18
Comments
  • 4
    🤦🏻‍♀️
  • 8
    When a doctor tells you: "this might hurt a bit"...

    It will hurt. Definitely. Without doubt.

    A lot...

    I think Google did the same here...
  • 16
    I specifically like the footnote for the first point. What on earth would there be to clarify? If you don't track a user that means you don't store anything about their activity, not even temporarily. It's either a plain lie or an unambiguous sentence.
  • 1
    A Google VPN... so this one will still let me bypass copyright geoblocks, hide usage of iffy websites from ad profilers on my SFW socials, stuff like that?
  • 0
    @homo-lorens That clarification is key, you'd be surprised how many reviews I find on Amazon that are 1-2 star because the product had an app and "they asked me for permissions that are related, but I value my privacy so I didn't accept them, now I have a worthless product"

    Seriously, it's one or the other with some people, either they accept the privacy policy without reading it or just straight up go into rage mode.
  • 1
    I know that some countries need this but in NL I would watch clowns having intercourse on http without ssl. Who cares. Whatever you do, there are 500.000 worse than you
  • 1
    Wow, that is good news!
    It means, that providing VPN services to the public isn't a grey area anymore. We can now say, that even Google offers a service like that...
  • 5
    Every VPN, ISP and hotspot should be treated as a honeypot.
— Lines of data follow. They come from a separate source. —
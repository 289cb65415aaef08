//! CLI output formatting utilities.

use console::style;
use indicatif::{ProgressBar, ProgressStyle};

/// Output helper for CLI formatting.
pub struct Output;

impl Output {
    /// Print an info message.
    pub fn info(msg: &str) {
        println!("{} {}", style(">>").cyan().bold(), msg);
    }

    /// Print a success message.
    pub fn success(msg: &str) {
        println!("{} {}", style(">>").green().bold(), msg);
    }

    /// Print a warning message.
    pub fn warning(msg: &str) {
        eprintln!("{} {}", style(">>").yellow().bold(), msg);
    }

    /// Print an error message.
    pub fn error(msg: &str) {
        eprintln!("{} {}", style(">>").red().bold(), msg);
    }

    /// Print a header.
    pub fn header(msg: &str) {
        println!("\n{}", style(msg).bold().underlined());
    }

    /// Print a key-value pair.
    pub fn kv(key: &str, value: &str) {
        println!("  {}: {}", style(key).dim(), value);
    }

    /// Print search result.
    pub fn search_result(video_title: &str, timestamp: f64, similarity: f32, text: &str) {
        println!(
            "\n{} {} @ {} (score: {:.2})",
            style(">>").green(),
            style(video_title).bold(),
            style(format_timestamp(timestamp)).cyan(),
            similarity
        );
        println!("   {}", content_preview(text, 200));
    }

    /// Create a 0-100 progress bar for a pipeline run.
    pub fn pipeline_bar() -> ProgressBar {
        let pb = ProgressBar::new(100);
        pb.set_style(
            ProgressStyle::default_bar()
                .template("{spinner:.green} [{bar:40.cyan/blue}] {pos}% {msg}")
                .unwrap()
                .progress_chars("#>-"),
        );
        pb.set_message("queued");
        pb
    }

    /// Create a spinner.
    pub fn spinner(msg: &str) -> ProgressBar {
        let pb = ProgressBar::new_spinner();
        pb.set_style(
            ProgressStyle::default_spinner()
                .template("{spinner:.green} {msg}")
                .unwrap(),
        );
        pb.set_message(msg.to_string());
        pb.enable_steady_tick(std::time::Duration::from_millis(100));
        pb
    }
}

/// Format a timestamp in seconds as h:mm:ss or m:ss.
pub fn format_timestamp(seconds: f64) -> String {
    let total_seconds = seconds.max(0.0) as u64;
    let hours = total_seconds / 3600;
    let minutes = (total_seconds % 3600) / 60;
    let secs = total_seconds % 60;

    if hours > 0 {
        format!("{}:{:02}:{:02}", hours, minutes, secs)
    } else {
        format!("{}:{:02}", minutes, secs)
    }
}

/// Truncate content with ellipsis, on a char boundary.
fn content_preview(content: &str, max_chars: usize) -> String {
    let content = content.replace('\n', " ");
    if content.chars().count() <= max_chars {
        content
    } else {
        let truncated: String = content.chars().take(max_chars).collect();
        format!("{}...", truncated)
    }
}

#[cfg(test)]
mod tests {
    use super::*;

    #[test]
    fn test_format_timestamp() {
        assert_eq!(format_timestamp(0.0), "0:00");
        assert_eq!(format_timestamp(65.4), "1:05");
        assert_eq!(format_timestamp(3725.0), "1:02:05");
    }

    #[test]
    fn test_content_preview_truncates() {
        let long = "x".repeat(300);
        let preview = content_preview(&long, 200);
        assert!(preview.ends_with("..."));
        assert_eq!(preview.chars().count(), 203);
    }
}
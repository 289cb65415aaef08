//! Search command implementation.

use crate::cli::Output;
use crate::config::Settings;
use crate::embedding::OpenAIEmbedder;
use crate::generation::{OpenAIGenerator, TextGenerator};
use crate::repository::SqliteRepository;
use crate::search::{SearchEngine, SearchRequest, SearchScope, SqliteSearchIndex};
use anyhow::Result;
use std::sync::Arc;

/// Run the search command.
#[allow(clippy::too_many_arguments)]
pub async fn run_search(
    query: &str,
    video: Option<String>,
    limit: usize,
    min_score: f32,
    enhanced: bool,
    user: &str,
    settings: Settings,
) -> Result<()> {
    let repository = Arc::new(SqliteRepository::new(&settings.sqlite_path())?);
    let index = Arc::new(SqliteSearchIndex::new(&settings.index_path())?);
    let embedder = Arc::new(OpenAIEmbedder::from_settings(&settings));
    let generator: Arc<dyn TextGenerator> = Arc::new(OpenAIGenerator::from_settings(&settings));

    let engine = SearchEngine::new(repository, index, embedder).with_generator(generator);

    let request = SearchRequest {
        query: query.to_string(),
        scope: if video.is_some() {
            SearchScope::Video
        } else {
            SearchScope::Library
        },
        video_id: video,
        limit: Some(limit),
        min_similarity: Some(min_score),
        enhanced,
    };

    let spinner = Output::spinner("Searching...");
    let response = engine.search(user, request).await;
    spinner.finish_and_clear();

    match response {
        Ok(response) => {
            if response.results.is_empty() {
                Output::warning("No results found matching your query.");
            } else {
                Output::success(&format!("Found {} results", response.count));
                if response.enhanced {
                    Output::info(&format!("Expanded query: {}", response.query));
                }

                for hit in &response.results {
                    Output::search_result(
                        &hit.video_title,
                        hit.timestamp,
                        hit.similarity,
                        &hit.segment_text,
                    );
                }
            }
            Ok(())
        }
        Err(e) => {
            Output::error(&format!("Search failed: {}", e));
            Err(anyhow::anyhow!("{}", e))
        }
    }
}
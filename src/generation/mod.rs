//! Text-generation capability used for boundary detection, chapter titles,
//! insight extraction and query expansion.
//!
//! Components consume a narrow [`TextGenerator`] trait so tests can substitute
//! deterministic fakes. Structured output is validated against strict schemas
//! at each call site; a schema mismatch triggers the caller's fallback rather
//! than probing alternative field names.

mod openai;

pub use openai::OpenAIGenerator;

use crate::error::Result;
use async_trait::async_trait;

/// Trait for chat-completion style text generation.
#[async_trait]
pub trait TextGenerator: Send + Sync {
    /// Run a single system + user prompt exchange, returning the raw reply.
    async fn complete(&self, system: &str, user: &str) -> Result<String>;
}

/// Extract a JSON payload from an LLM reply.
///
/// Models frequently wrap JSON in prose or markdown fences; this finds the
/// outermost object or array so the caller can parse it strictly.
pub fn extract_json(response: &str) -> &str {
    let object = response.find('{').zip(response.rfind('}'));
    let array = response.find('[').zip(response.rfind(']'));

    let span = match (object, array) {
        (Some((os, oe)), Some((as_, ae))) if as_ < os && ae > os => Some((as_, ae)),
        (Some(span), _) => Some(span),
        (None, Some(span)) => Some(span),
        (None, None) => None,
    };

    match span {
        Some((start, end)) if end > start => &response[start..=end],
        _ => response,
    }
}

#[cfg(test)]
mod tests {
    use super::*;

    #[test]
    fn test_extract_json_object() {
        let response = "Here you go:\n```json\n{\"title\": \"Intro\"}\n```";
        assert_eq!(extract_json(response), "{\"title\": \"Intro\"}");
    }

    #[test]
    fn test_extract_json_array() {
        let response = "[{\"a\": 1}, {\"a\": 2}] and some trailing prose";
        assert_eq!(extract_json(response), "[{\"a\": 1}, {\"a\": 2}]");
    }

    #[test]
    fn test_extract_json_array_wrapping_objects() {
        let response = "result: [{\"x\": 1}]";
        assert_eq!(extract_json(response), "[{\"x\": 1}]");
    }

    #[test]
    fn test_extract_json_no_json() {
        assert_eq!(extract_json("plain text"), "plain text");
    }
}
//! Error types for Kapitel.

use thiserror::Error;

/// Library-level error type for Kapitel operations.
#[derive(Error, Debug)]
pub enum KapitelError {
    #[error("Configuration error: {0}")]
    Config(String),

    #[error("Video not found: {0}")]
    VideoNotFound(String),

    #[error("Audio extraction failed: {0}")]
    AudioExtraction(String),

    #[error("Transcription failed: {0}")]
    Transcription(String),

    #[error("Segmentation failed: {0}")]
    Segmentation(String),

    #[error("Insight extraction failed: {0}")]
    Insights(String),

    #[error("Embedding generation failed: {0}")]
    Embedding(String),

    #[error("Text generation failed: {0}")]
    Generation(String),

    #[error("Search index error: {0}")]
    SearchIndex(String),

    #[error("Search failed")]
    SearchFailed,

    #[error("Repository error: {0}")]
    Repository(String),

    #[error("Queue error: {0}")]
    Queue(String),

    #[error("Invalid status transition: {0} -> {1}")]
    InvalidTransition(String, String),

    #[error("IO error: {0}")]
    Io(#[from] std::io::Error),

    #[error("JSON error: {0}")]
    Json(#[from] serde_json::Error),

    #[error("TOML parse error: {0}")]
    TomlParse(#[from] toml::de::Error),

    #[error("HTTP error: {0}")]
    Http(#[from] reqwest::Error),

    #[error("Database error: {0}")]
    Database(#[from] rusqlite::Error),

    #[error("OpenAI API error: {0}")]
    OpenAI(String),

    #[error("External tool not found: {0}. Please install it and ensure it's in your PATH.")]
    ToolNotFound(String),

    #[error("Invalid input: {0}")]
    InvalidInput(String),
}

/// Result type alias for Kapitel operations.
pub type Result<T> = std::result::Result<T, KapitelError>;
//! Audio extraction utilities.
//!
//! Video files are converted to 16 kHz mono WAV with ffmpeg before
//! transcription. Extracted files live in the temp directory and are removed
//! after processing.

use crate::error::{KapitelError, Result};
use std::path::{Path, PathBuf};
use std::process::Stdio;
use tokio::process::Command;
use tracing::{debug, info, instrument, warn};

/// Extracts the audio track of a video as 16 kHz mono PCM WAV.
///
/// If the target file already exists it is reused without re-extracting.
#[instrument(skip(output_dir), fields(video_id = %video_id))]
pub async fn extract_audio(source: &Path, video_id: &str, output_dir: &Path) -> Result<PathBuf> {
    if !source.exists() {
        return Err(KapitelError::AudioExtraction(format!(
            "Source file not found: {}",
            source.display()
        )));
    }

    std::fs::create_dir_all(output_dir)?;
    let target_path = output_dir.join(format!("{}.wav", video_id));

    if target_path.exists() {
        info!("Using cached audio file");
        return Ok(target_path);
    }

    info!("Extracting audio from {}", source.display());

    let result = Command::new("ffmpeg")
        .arg("-i").arg(source)
        .arg("-vn")
        .arg("-acodec").arg("pcm_s16le")
        .arg("-ar").arg("16000")
        .arg("-ac").arg("1")
        .arg("-y")
        .arg("-loglevel").arg("error")
        .arg(&target_path)
        .stdout(Stdio::null())
        .stderr(Stdio::piped())
        .output()
        .await;

    let output = match result {
        Ok(o) => o,
        Err(e) if e.kind() == std::io::ErrorKind::NotFound => {
            return Err(KapitelError::ToolNotFound("ffmpeg".into()));
        }
        Err(e) => {
            return Err(KapitelError::AudioExtraction(format!(
                "ffmpeg execution failed: {e}"
            )));
        }
    };

    if !output.status.success() {
        let stderr = String::from_utf8_lossy(&output.stderr);
        // A half-written WAV must not be reused as a cache hit
        let _ = std::fs::remove_file(&target_path);
        return Err(KapitelError::AudioExtraction(format!(
            "ffmpeg failed: {stderr}"
        )));
    }

    Ok(target_path)
}

/// Queries the duration of a media file using ffprobe with JSON output.
#[instrument(skip_all)]
pub async fn probe_duration(path: &Path) -> Result<f64> {
    let result = Command::new("ffprobe")
        .arg("-v").arg("quiet")
        .arg("-print_format").arg("json")
        .arg("-show_format")
        .arg(path)
        .output()
        .await;

    let output = match result {
        Ok(o) => o,
        Err(e) if e.kind() == std::io::ErrorKind::NotFound => {
            return Err(KapitelError::ToolNotFound("ffprobe".into()));
        }
        Err(e) => {
            return Err(KapitelError::AudioExtraction(format!("ffprobe failed: {e}")));
        }
    };

    if !output.status.success() {
        return Err(KapitelError::AudioExtraction("ffprobe returned error".into()));
    }

    let json_str = String::from_utf8_lossy(&output.stdout);
    let parsed: serde_json::Value = serde_json::from_str(&json_str)
        .map_err(|_| KapitelError::AudioExtraction("Invalid ffprobe output".into()))?;

    parsed["format"]["duration"]
        .as_str()
        .and_then(|s| s.parse::<f64>().ok())
        .ok_or_else(|| KapitelError::AudioExtraction("Could not determine duration".into()))
}

/// Removes an extracted audio file. Failure is logged, never fatal.
pub fn cleanup_audio(path: &Path) {
    if !path.exists() {
        return;
    }
    match std::fs::remove_file(path) {
        Ok(()) => debug!("Removed extracted audio {:?}", path),
        Err(e) => warn!("Failed to remove extracted audio {:?}: {}", path, e),
    }
}

#[cfg(test)]
mod tests {
    use super::*;

    #[tokio::test]
    async fn test_missing_source_is_rejected() {
        let dir = tempfile::tempdir().unwrap();
        let err = extract_audio(
            Path::new("/nonexistent/video.mp4"),
            "v1",
            dir.path(),
        )
        .await
        .unwrap_err();
        assert!(matches!(err, KapitelError::AudioExtraction(_)));
    }

    #[tokio::test]
    async fn test_existing_target_is_reused() {
        let dir = tempfile::tempdir().unwrap();
        let source = dir.path().join("video.mp4");
        std::fs::write(&source, b"not really a video").unwrap();

        let cached = dir.path().join("v1.wav");
        std::fs::write(&cached, b"cached").unwrap();

        // ffmpeg never runs when the target already exists
        let path = extract_audio(&source, "v1", dir.path()).await.unwrap();
        assert_eq!(path, cached);
    }

    #[test]
    fn test_cleanup_missing_file_is_noop() {
        cleanup_audio(Path::new("/nonexistent/audio.wav"));
    }
}
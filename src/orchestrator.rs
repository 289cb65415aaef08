//! Pipeline orchestrator for Kapitel.
//!
//! Coordinates a full processing run: audio extraction, transcription,
//! segmentation, per-segment insights and embeddings, and finalization.
//! Progress lands at fixed percentages per stage so observers can render a
//! stable bar regardless of stage durations.

use crate::audio::{cleanup_audio, extract_audio};
use crate::config::Settings;
use crate::embedding::{Embedder, OpenAIEmbedder};
use crate::error::{KapitelError, Result};
use crate::generation::{OpenAIGenerator, TextGenerator};
use crate::insights::InsightExtractor;
use crate::notifier::{LogNotifier, Notifier, ProcessingEvent};
use crate::progress::{MonotonicSink, ProgressSink};
use crate::repository::{
    SegmentRecord, SqliteRepository, StoredTranscript, Video, VideoRepository, VideoStatus,
};
use crate::search::{IndexedSegment, SearchIndex, SqliteSearchIndex};
use crate::segmenter::{whole_transcript_chapter, BoundarySegmenter, HeuristicSegmenter, Segmenter};
use crate::transcription::{Transcriber, WhisperTranscriber};
use chrono::Utc;
use std::path::{Path, PathBuf};
use std::sync::Arc;
use tracing::{info, instrument, warn};
use uuid::Uuid;

/// The main orchestrator for the Kapitel pipeline.
pub struct Orchestrator {
    repository: Arc<dyn VideoRepository>,
    transcriber: Arc<dyn Transcriber>,
    segmenter: Arc<dyn Segmenter>,
    insights: InsightExtractor,
    embedder: Arc<dyn Embedder>,
    index: Arc<dyn SearchIndex>,
    notifier: Arc<dyn Notifier>,
    temp_dir: PathBuf,
}

impl Orchestrator {
    /// Create an orchestrator with the default OpenAI-backed components and
    /// SQLite persistence.
    pub fn from_settings(settings: &Settings) -> Result<Self> {
        let generator: Arc<dyn TextGenerator> = Arc::new(OpenAIGenerator::from_settings(settings));

        let segmenter: Arc<dyn Segmenter> = match settings.segmenter.strategy.as_str() {
            "heuristic" => Arc::new(HeuristicSegmenter::with_config(settings.segmenter_config())),
            _ => Arc::new(BoundarySegmenter::with_config(
                generator.clone(),
                settings.segmenter_config(),
            )),
        };

        Ok(Self::with_components(
            Arc::new(SqliteRepository::new(&settings.sqlite_path())?),
            Arc::new(WhisperTranscriber::from_settings(settings)),
            segmenter,
            InsightExtractor::new(generator),
            Arc::new(OpenAIEmbedder::from_settings(settings)),
            Arc::new(SqliteSearchIndex::new(&settings.index_path())?),
            Arc::new(LogNotifier),
            settings.temp_dir(),
        ))
    }

    /// Create an orchestrator with custom components.
    #[allow(clippy::too_many_arguments)]
    pub fn with_components(
        repository: Arc<dyn VideoRepository>,
        transcriber: Arc<dyn Transcriber>,
        segmenter: Arc<dyn Segmenter>,
        insights: InsightExtractor,
        embedder: Arc<dyn Embedder>,
        index: Arc<dyn SearchIndex>,
        notifier: Arc<dyn Notifier>,
        temp_dir: PathBuf,
    ) -> Self {
        Self {
            repository,
            transcriber,
            segmenter,
            insights,
            embedder,
            index,
            notifier,
            temp_dir,
        }
    }

    /// Get a reference to the repository.
    pub fn repository(&self) -> Arc<dyn VideoRepository> {
        self.repository.clone()
    }

    /// Get a reference to the search index.
    pub fn index(&self) -> Arc<dyn SearchIndex> {
        self.index.clone()
    }

    /// Get a reference to the embedder.
    pub fn embedder(&self) -> Arc<dyn Embedder> {
        self.embedder.clone()
    }

    /// Process a registered video end to end.
    ///
    /// On success the video is `completed` and progress ends at exactly 100.
    /// On fatal failure the video is `failed` with the error message recorded
    /// and the error propagates to the caller (the job queue retries it).
    /// Extracted audio is removed on both paths.
    #[instrument(skip(self, sink), fields(video_id = %video_id))]
    pub async fn run(&self, video_id: &str, sink: Arc<dyn ProgressSink>) -> Result<()> {
        let video = self
            .repository
            .get_video(video_id)
            .await?
            .ok_or_else(|| KapitelError::VideoNotFound(video_id.to_string()))?;

        self.repository
            .set_status(video_id, VideoStatus::Processing, None)
            .await?;

        let sink = MonotonicSink::new(sink);
        self.report(&video, &sink, 10, "processing").await;

        let mut audio_path: Option<PathBuf> = None;
        let outcome = self.execute(&video, &sink, &mut audio_path).await;

        if let Some(path) = audio_path {
            cleanup_audio(&path);
        }

        match outcome {
            Ok(segment_count) => {
                self.report(&video, &sink, 100, "completed").await;
                self.notifier
                    .notify(&video.user_id, ProcessingEvent::completed(&video.id))
                    .await;
                info!("Processed {} into {} segments", video.id, segment_count);
                Ok(())
            }
            Err(e) => {
                let message = e.to_string();
                if let Err(se) = self
                    .repository
                    .set_status(video_id, VideoStatus::Failed, Some(&message))
                    .await
                {
                    warn!("Failed to record failure status: {}", se);
                }
                self.notifier
                    .notify(&video.user_id, ProcessingEvent::failed(&video.id, &message))
                    .await;
                Err(e)
            }
        }
    }

    /// The fatal part of the pipeline. Returns the number of segments stored.
    async fn execute(
        &self,
        video: &Video,
        sink: &MonotonicSink<Arc<dyn ProgressSink>>,
        audio_path: &mut Option<PathBuf>,
    ) -> Result<usize> {
        self.report(video, sink, 15, "extracting_audio").await;
        let path = extract_audio(Path::new(&video.source_path), &video.id, &self.temp_dir).await?;
        *audio_path = Some(path.clone());
        self.report(video, sink, 20, "audio_extracted").await;

        self.report(video, sink, 25, "transcribing").await;
        let transcript = self.transcriber.transcribe(&path).await?;
        self.repository
            .upsert_transcript(&StoredTranscript {
                video_id: video.id.clone(),
                full_text: transcript.full_text.clone(),
                words: transcript.words.clone(),
                language: transcript.language.clone(),
                duration_seconds: transcript.duration_seconds,
            })
            .await?;
        self.repository
            .set_duration(&video.id, transcript.duration_seconds)
            .await?;
        self.report(video, sink, 40, "transcription_complete").await;

        self.report(video, sink, 45, "chunking").await;
        let mut chapters = self.segmenter.segment(&transcript).await?;
        if chapters.is_empty() {
            // Always store at least one searchable segment
            chapters = vec![whole_transcript_chapter(&transcript)];
        }

        let segments: Vec<SegmentRecord> = chapters
            .into_iter()
            .enumerate()
            .map(|(i, chapter)| SegmentRecord {
                id: Uuid::new_v4(),
                video_id: video.id.clone(),
                start_time: chapter.start_time,
                end_time: chapter.end_time,
                title: chapter.title,
                description: chapter.description,
                text: chapter.text,
                order_index: i as i32,
            })
            .collect();

        self.repository
            .replace_segments(&video.id, &segments)
            .await?;

        // Reprocessing replaces the old vectors; stale ones must not linger
        if let Err(e) = self.index.delete_by_video(&video.id).await {
            warn!("Failed to clear old index entries: {}", e);
        }
        self.report(video, sink, 60, "chunking_complete").await;

        self.report(video, sink, 65, "extracting_insights").await;
        let total = segments.len();
        for (i, segment) in segments.iter().enumerate() {
            self.process_segment(segment).await;

            let done = i + 1;
            let progress = 65 + (20 * done / total) as u8;
            self.report(
                video,
                sink,
                progress,
                &format!("processing_segment_{}_of_{}", done, total),
            )
            .await;
        }

        self.report(video, sink, 95, "finalizing").await;
        self.repository
            .set_status(&video.id, VideoStatus::Completed, None)
            .await?;

        Ok(total)
    }

    /// Extract insights and index one segment. Each step is best-effort: a
    /// failure degrades that segment, never the run.
    async fn process_segment(&self, segment: &SegmentRecord) {
        match self.insights.extract(&segment.text).await {
            Ok(insights) => {
                if let Err(e) = self.repository.replace_insights(segment.id, &insights).await {
                    warn!("Failed to store insights for segment {}: {}", segment.id, e);
                }
            }
            Err(e) => {
                warn!("Insight extraction failed for segment {}: {}", segment.id, e);
            }
        }

        match self.embedder.embed(&segment.text).await {
            Ok(embedding) => {
                let doc = IndexedSegment {
                    segment_id: segment.id,
                    video_id: segment.video_id.clone(),
                    segment_title: segment.title.clone(),
                    segment_text: segment.text.clone(),
                    start_time: segment.start_time,
                    order_index: segment.order_index,
                    embedding,
                    model_id: self.embedder.model_id().to_string(),
                    indexed_at: Utc::now(),
                };
                if let Err(e) = self.index.upsert(&doc).await {
                    warn!("Failed to index segment {}: {}", segment.id, e);
                }
            }
            Err(e) => {
                warn!("Embedding failed for segment {}: {}", segment.id, e);
            }
        }
    }

    async fn report(
        &self,
        video: &Video,
        sink: &MonotonicSink<Arc<dyn ProgressSink>>,
        progress: u8,
        stage: &str,
    ) {
        sink.report(progress, stage);
        self.notifier
            .notify(
                &video.user_id,
                ProcessingEvent::progress(&video.id, progress, stage),
            )
            .await;
    }
}
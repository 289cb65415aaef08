//! CLI command implementations.

mod init;
mod process;
mod search;
mod status;

pub use init::run_init;
pub use process::run_process;
pub use search::run_search;
pub use status::run_status;
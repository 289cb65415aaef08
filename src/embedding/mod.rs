//! Embedding generation for semantic search.

mod openai;

pub use openai::OpenAIEmbedder;

use crate::error::Result;
use async_trait::async_trait;

/// Trait for embedding generation.
#[async_trait]
pub trait Embedder: Send + Sync {
    /// Generate an embedding for a single text.
    async fn embed(&self, text: &str) -> Result<Vec<f32>>;

    /// Generate embeddings for multiple texts.
    async fn embed_batch(&self, texts: &[String]) -> Result<Vec<Vec<f32>>>;

    /// Get the embedding dimensions.
    fn dimensions(&self) -> usize;

    /// Identifier of the model producing the vectors, stored alongside them.
    fn model_id(&self) -> &str;
}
    You have to choose: Who do I trust? Do I trust the random VPN company who spams YouTube sponsorships, who claims to operate from a neutral country? Do I trust my own ISP? Do I trust my University? Do I trust my government?

    I trust my ISP more than most VPN providers. I have worked for them, and they take their duties pretty seriously.

    I trust Google a tad more than most random VPN providers. Only a tad.

    For most cases, I use my ISP's VPN (they offer a free VPN for use in hotels, coffee shops, etc).

    Your case might be different -- Depends on your ISP's scumminess level, your school, your government, etc.
  • 1
    I think Google offering a VPN is quite good.

    Of course you can't be sure their guarantee about your privacy/security is valid.

    They are jumping through the usual hoops of using open source(d) client/server code, external audits, etc

    But for all you know they don't actually use the open source code on their server, or they have a switch to start logging when the auditors are gone, or those external auditors are not so independent after all.

    So yeah, this is just Google offering to be your ISP.

    Maybe you trust Google more than your current situation, maybe not.

    If I'm trying to watch YouTube from a hotel in Moscow, I trust Google more than the hotel.

    @d4ng3r0u5 No geo bypassing, Google One VPN has no country select as far as I know.
  • 1
    @bittersweet Yeah, I trust Google more than pretty much any other ISP. I would rather not have to trust them either, but they're definitely much better than geographically restricted ISPs that have little competition and are inherently connected to my local government.
  • 4
    @homo-lorens

    Yeah like I said, the situation differs per country/company/connection. In the Netherlands, we have some separation of infrastructure vs service, so there are significantly more ISPs to choose from. Things have significantly worsened since the state-originated KPN bought and dissolved the ancient rebel/geek DSL ISP XS4ALL.

    But we do have a tradition of ISPs fighting for customer rights. Both cable company UPC/Ziggo and XS4ALL have been fighting many lawsuits to keep torrent sites accessible (most notably, TPB), and took a lot of actions in favor of net neutrality and against data retention laws.

    But there are also plenty of ISPs, also here, whose actions I trust way less than Google's approach to privacy/security.

    Google has one thing going for it: THEY might know everything, but they have been very careful to not let OTHERS know. Unlike... Facebook, for example.
  • 0
    @bittersweet
    That one is easy: You stick to the VPN providers the carders and nazis use. They know their dev ops (and use multiple hops, but you don't have to if it is just for privacy and anti-geodiscrimination).

    The hardest part is to find real carders and nazis. But they can be found on the web if you explicitly search for them...
  • 1
    @Oktokolo It's not like there is a protocol especially made for multiple hop VPN...

    Although TOR takes the strengths AND weaknesses of VPN to the extreme: The exit node can see everything you do, but won't know who you are as long as your traffic doesn't identify you.
  • 1
    @bittersweet
    There does not need to be a protocol for that - do one VPN tunnel through the other.
    If you don't need UDP, you can even use the SSH protocol.